The task:
Where the string "DispatchError" occurs in a line of the data below, that line should be copied.

*** Begin section ***

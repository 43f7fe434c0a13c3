//! Terminal and REPL implementation backed by rustyline.

use crate::config::PadConfig;
use crate::history::HistoryManager;
use crate::interpreter::ScriptError;
use crate::session::{CellOutcome, PadSession};
use anyhow::Result;
use rustyline::error::ReadlineError;
use rustyline::DefaultEditor;

/// SolvraPad interactive terminal driving user interaction.
pub struct PadTerminal {
    session: PadSession,
    editor: DefaultEditor,
    history: HistoryManager,
    prompt: String,
    continuation: String,
}

impl PadTerminal {
    /// Create a terminal around an already-configured session.
    pub fn new(config: PadConfig, session: PadSession) -> Result<Self> {
        let history = HistoryManager::load(config.history_size)?;
        let mut editor = DefaultEditor::new()?;
        for entry in history.entries() {
            let _ = editor.add_history_entry(entry.clone());
        }
        Ok(Self {
            session,
            editor,
            history,
            prompt: config.prompt,
            continuation: config.continuation,
        })
    }

    /// Run the interactive loop until EOF.
    pub fn run(&mut self) -> Result<()> {
        loop {
            let prompt = if self.session.in_cell() {
                &self.continuation
            } else {
                &self.prompt
            };
            match self.editor.readline(prompt) {
                Ok(line) => {
                    let _ = self.editor.add_history_entry(line.as_str());
                    self.history.add(&line);
                    report(self.session.feed(&line));
                }
                Err(ReadlineError::Interrupted) => continue,
                Err(ReadlineError::Eof) => break,
                Err(err) => {
                    eprintln!("readline error: {err}");
                    break;
                }
            }
        }
        self.history.save()?;
        Ok(())
    }
}

/// Print a session outcome the way the interactive shell does.
///
/// Command diagnostics go to stdout and stay non-fatal; execution errors
/// from user source surface on stderr with their code, exactly as raised.
pub fn report(outcome: Result<CellOutcome, ScriptError>) {
    match outcome {
        Ok(CellOutcome::Pending) | Ok(CellOutcome::Quiet) => {}
        Ok(CellOutcome::Built { .. }) => {}
        Ok(CellOutcome::Value(value)) => println!("{value}"),
        Ok(CellOutcome::Listing(names)) => println!("{names:?}"),
        Ok(CellOutcome::Rendered(text)) => print!("{text}"),
        Ok(CellOutcome::Diagnostic(diag)) => println!("{diag}"),
        Err(error) => eprintln!("{error}"),
    }
}
use std::env;
use std::fs;
use std::path::{Path, PathBuf};

use anyhow::{Context, Result};
use clap::Parser as ClapParser;
use solvrapad::config::PadConfig;
use solvrapad::session::PadSession;
use solvrapad::terminal::{report, PadTerminal};

#[derive(Debug, ClapParser)]
#[command(
    name = "solvrapad",
    about = "Notebook-style shell that turns cells into importable modules.",
    version
)]
struct Args {
    /// Replay a recorded session transcript (.svp) instead of starting the REPL.
    transcript: Option<PathBuf>,

    /// Disable ANSI colors in rendered output (also SOLVRAPAD_NO_COLOR=1).
    #[arg(long)]
    no_color: bool,

    /// Print registry mutations as [trace] lines (also SOLVRAPAD_TRACE=1).
    #[arg(long)]
    trace: bool,
}

fn main() -> Result<()> {
    let args = Args::parse();
    let no_color = args.no_color || flag_from_env("SOLVRAPAD_NO_COLOR");
    let trace = args.trace || flag_from_env("SOLVRAPAD_TRACE");

    match args.transcript {
        Some(path) => {
            let mut session = PadSession::new(!no_color);
            session.set_trace(trace);
            replay_transcript(&path, session)
        }
        None => {
            let (config, _config_path) = PadConfig::load()?;
            let mut session = PadSession::new(config.color && !no_color);
            session.set_trace(trace);
            let mut terminal = PadTerminal::new(config, session)?;
            terminal.run()
        }
    }
}

/// Feed a recorded transcript line by line, printing outcomes as the
/// interactive shell would. Errors in user cells are reported and the
/// replay continues with the next line, matching the REPL.
fn replay_transcript(path: &Path, mut session: PadSession) -> Result<()> {
    let text =
        fs::read_to_string(path).with_context(|| format!("failed to read {}", path.display()))?;
    for line in text.lines() {
        report(session.feed(line));
    }
    Ok(())
}

fn flag_from_env(name: &str) -> bool {
    env::var(name).map(|value| value != "0").unwrap_or(false)
}
//! Configuration handling for SolvraPad including loading and defaults.

use anyhow::Context;
use directories::ProjectDirs;
use serde::{Deserialize, Serialize};
use std::fs;
use std::path::{Path, PathBuf};

/// Default configuration file inside the user's config directory.
const CONFIG_FILE: &str = "pad.toml";

/// Configuration model for the pad loaded from TOML.
#[derive(Debug, Clone, Deserialize, Serialize)]
#[serde(default)]
pub struct PadConfig {
    /// Prompt shown while waiting for a new command or cell.
    pub prompt: String,
    /// Prompt shown while collecting the body of a build cell.
    pub continuation: String,
    /// ANSI color in rendered module listings.
    pub color: bool,
    /// Number of history entries kept on disk.
    pub history_size: usize,
}

impl Default for PadConfig {
    fn default() -> Self {
        Self {
            prompt: "\u{001b}[1;36mpad\u{001b}[0m> ".to_string(),
            continuation: "\u{001b}[1;36m...\u{001b}[0m> ".to_string(),
            color: true,
            history_size: 1000,
        }
    }
}

impl PadConfig {
    /// Load configuration from disk or fall back to defaults when absent.
    pub fn load() -> anyhow::Result<(Self, PathBuf)> {
        let dirs = ProjectDirs::from("dev", "Solvra", "solvrapad")
            .ok_or_else(|| anyhow::anyhow!("unable to determine configuration directory"))?;
        let config_dir = dirs.config_dir();
        fs::create_dir_all(config_dir).context("creating SolvraPad config directory")?;
        let path = config_dir.join(CONFIG_FILE);
        if !path.exists() {
            return Ok((Self::default(), path));
        }
        let data = fs::read_to_string(&path)
            .with_context(|| format!("reading configuration from {}", path.display()))?;
        let cfg: Self = toml::from_str(&data)
            .with_context(|| format!("parsing configuration {}", path.display()))?;
        Ok((cfg, path))
    }

    /// Persist the configuration back to disk.
    pub fn save(&self, path: &Path) -> anyhow::Result<()> {
        let serialized = toml::to_string_pretty(self)?;
        fs::write(path, serialized)
            .with_context(|| format!("writing configuration to {}", path.display()))?;
        Ok(())
    }
}

#[cfg(test)]
mod tests {
    use super::*;

    #[test]
    fn round_trips_through_toml() {
        let dir = tempfile::tempdir().unwrap();
        let path = dir.path().join(CONFIG_FILE);
        let mut config = PadConfig::default();
        config.color = false;
        config.history_size = 25;
        config.save(&path).unwrap();

        let data = fs::read_to_string(&path).unwrap();
        let loaded: PadConfig = toml::from_str(&data).unwrap();
        assert!(!loaded.color);
        assert_eq!(loaded.history_size, 25);
        assert_eq!(loaded.prompt, config.prompt);
    }

    #[test]
    fn missing_fields_take_defaults() {
        let loaded: PadConfig = toml::from_str("color = false\n").unwrap();
        assert!(!loaded.color);
        assert_eq!(loaded.history_size, PadConfig::default().history_size);
    }
}
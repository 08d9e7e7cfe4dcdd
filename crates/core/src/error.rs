// Error taxonomy shared by every transport

use serde::{Deserialize, Serialize};
use std::fmt;

/// Stable error kinds exposed on the wire
#[derive(Debug, Clone, Copy, PartialEq, Eq, Hash, Serialize, Deserialize)]
pub enum ErrorKind {
    NotFound,
    ValidationError,
    CursorError,
    Unauthorized,
    RateLimited,
    Timeout,
    Internal,
}

impl ErrorKind {
    pub fn as_str(&self) -> &'static str {
        match self {
            ErrorKind::NotFound => "NotFound",
            ErrorKind::ValidationError => "ValidationError",
            ErrorKind::CursorError => "CursorError",
            ErrorKind::Unauthorized => "Unauthorized",
            ErrorKind::RateLimited => "RateLimited",
            ErrorKind::Timeout => "Timeout",
            ErrorKind::Internal => "Internal",
        }
    }
}

impl fmt::Display for ErrorKind {
    fn fmt(&self, f: &mut fmt::Formatter<'_>) -> fmt::Result {
        f.write_str(self.as_str())
    }
}

/// Failure of a single dispatched invocation.
///
/// Messages are short and fixed; nothing produced by a handler's internals
/// ever ends up in one.
#[derive(Debug, Clone, PartialEq, Eq, thiserror::Error)]
pub enum DispatchError {
    #[error("{message}")]
    NotFound { message: String },

    #[error("{field} {reason}")]
    Validation { field: String, reason: String },

    #[error("{0}")]
    Cursor(#[from] crate::cursor::CursorError),

    #[error("Unauthorized")]
    Unauthorized,

    #[error("Rate limit exceeded")]
    RateLimited { retry_after_secs: u64 },

    #[error("Tool execution timed out")]
    Timeout,

    #[error("Internal error")]
    Internal,
}

impl DispatchError {
    pub fn unknown_tool() -> Self {
        Self::NotFound {
            message: "Unknown tool".to_string(),
        }
    }

    pub fn validation(field: impl Into<String>, reason: impl Into<String>) -> Self {
        Self::Validation {
            field: field.into(),
            reason: reason.into(),
        }
    }

    pub fn kind(&self) -> ErrorKind {
        match self {
            Self::NotFound { .. } => ErrorKind::NotFound,
            Self::Validation { .. } => ErrorKind::ValidationError,
            Self::Cursor(_) => ErrorKind::CursorError,
            Self::Unauthorized => ErrorKind::Unauthorized,
            Self::RateLimited { .. } => ErrorKind::RateLimited,
            Self::Timeout => ErrorKind::Timeout,
            Self::Internal => ErrorKind::Internal,
        }
    }

    /// Field the error refers to, if any
    pub fn field(&self) -> Option<&str> {
        match self {
            Self::Validation { field, .. } => Some(field),
            Self::Cursor(_) => Some("cursor"),
            _ => None,
        }
    }

    pub fn to_body(&self) -> ErrorBody {
        ErrorBody {
            kind: self.kind(),
            message: self.to_string(),
            field: self.field().map(str::to_string),
            retry_after_secs: match self {
                Self::RateLimited { retry_after_secs } => Some(*retry_after_secs),
                _ => None,
            },
        }
    }
}

impl From<crate::schema::ValidationError> for DispatchError {
    fn from(err: crate::schema::ValidationError) -> Self {
        Self::Validation {
            field: err.field,
            reason: err.reason,
        }
    }
}

impl From<crate::guard::GuardError> for DispatchError {
    fn from(err: crate::guard::GuardError) -> Self {
        match err {
            crate::guard::GuardError::Unauthorized => Self::Unauthorized,
            crate::guard::GuardError::RateLimited { retry_after_secs } => {
                Self::RateLimited { retry_after_secs }
            }
        }
    }
}

/// Wire shape of an error: `{kind, message, field?, retryAfterSecs?}`
#[derive(Debug, Clone, PartialEq, Eq, Serialize, Deserialize)]
#[serde(rename_all = "camelCase")]
pub struct ErrorBody {
    pub kind: ErrorKind,
    pub message: String,
    #[serde(skip_serializing_if = "Option::is_none")]
    pub field: Option<String>,
    #[serde(skip_serializing_if = "Option::is_none")]
    pub retry_after_secs: Option<u64>,
}

#[cfg(test)]
mod tests {
    use super::*;
    use crate::cursor::CursorError;

    #[test]
    fn test_unknown_tool_body() {
        let body = DispatchError::unknown_tool().to_body();
        let json = serde_json::to_value(&body).unwrap();
        assert_eq!(
            json,
            serde_json::json!({"kind": "NotFound", "message": "Unknown tool"})
        );
    }

    #[test]
    fn test_validation_body_names_field() {
        let body = DispatchError::validation("query", "is required").to_body();
        assert_eq!(body.kind, ErrorKind::ValidationError);
        assert_eq!(body.field.as_deref(), Some("query"));
        assert_eq!(body.message, "query is required");
    }

    #[test]
    fn test_rate_limited_carries_retry_after() {
        let body = DispatchError::RateLimited { retry_after_secs: 12 }.to_body();
        let json = serde_json::to_value(&body).unwrap();
        assert_eq!(json["retryAfterSecs"], 12);
        assert_eq!(json["kind"], "RateLimited");
    }

    #[test]
    fn test_cursor_error_kind() {
        let err: DispatchError = CursorError::StaleOrForeign.into();
        assert_eq!(err.kind(), ErrorKind::CursorError);
        assert_eq!(err.field(), Some("cursor"));
    }
}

*** End section ***

Exercise response:
pub enum DispatchError {
impl DispatchError {
impl From<crate::schema::ValidationError> for DispatchError {
impl From<crate::guard::GuardError> for DispatchError {
        let body = DispatchError::unknown_tool().to_body();
        let body = DispatchError::validation("query", "is required").to_body();
        let body = DispatchError::RateLimited { retry_after_secs: 12 }.to_body();
        let err: DispatchError = CursorError::StaleOrForeign.into();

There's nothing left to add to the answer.